Background: Since their introduction in the virtual screening field, Receiver Operating
Characteristic (ROC) curve-derived metrics have been widely used for benchmarking of computational
methods and algorithms intended for virtual screening applications. Whereas in classification problems,
the ratio between sensitivity and specificity for a given score value is very informative, a practical
concern in virtual screening campaigns is to predict the actual probability that a predicted hit will
prove truly active when submitted to experimental testing (in other words, the Positive Predictive Value
- PPV). Estimation of such probability is however, obstructed due to its dependency on the yield of
actives of the screened library, which cannot be known a priori.
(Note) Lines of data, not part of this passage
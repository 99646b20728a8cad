//! 결제 서비스 모듈

pub mod payment_service;

pub use payment_service::*;
//! 투어 서비스 모듈

pub mod tour_service;

pub use tour_service::*;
Objective: To explore the use of PPV surfaces derived from simulated ranking experiments (retrospective
virtual screening) as a complementary tool to ROC curves, for both benchmarking and optimization
of score cutoff values.
Methods: The utility of the proposed approach is assessed in retrospective virtual screening experiments
with four datasets used to infer QSAR classifiers: inhibitors of Trypanosoma cruzi trypanothione
synthetase; inhibitors of Trypanosoma brucei N-myristoyltransferase; inhibitors of GABA transaminase
and anticonvulsant activity in the 6 Hz seizure model.
Results: Besides illustrating the utility of PPV surfaces to compare the performance of machine learning
models for virtual screening applications and to select an adequate score threshold, our results also
suggest that ensemble learning provides models with better predictivity and more robust behavior.
Conclusion: PPV surfaces are valuable tools to assess virtual screening tools and choose score thresholds
to be applied in prospective in silico screens. Ensemble learning approaches seem to consistently
lead to improved predictivity and robustness.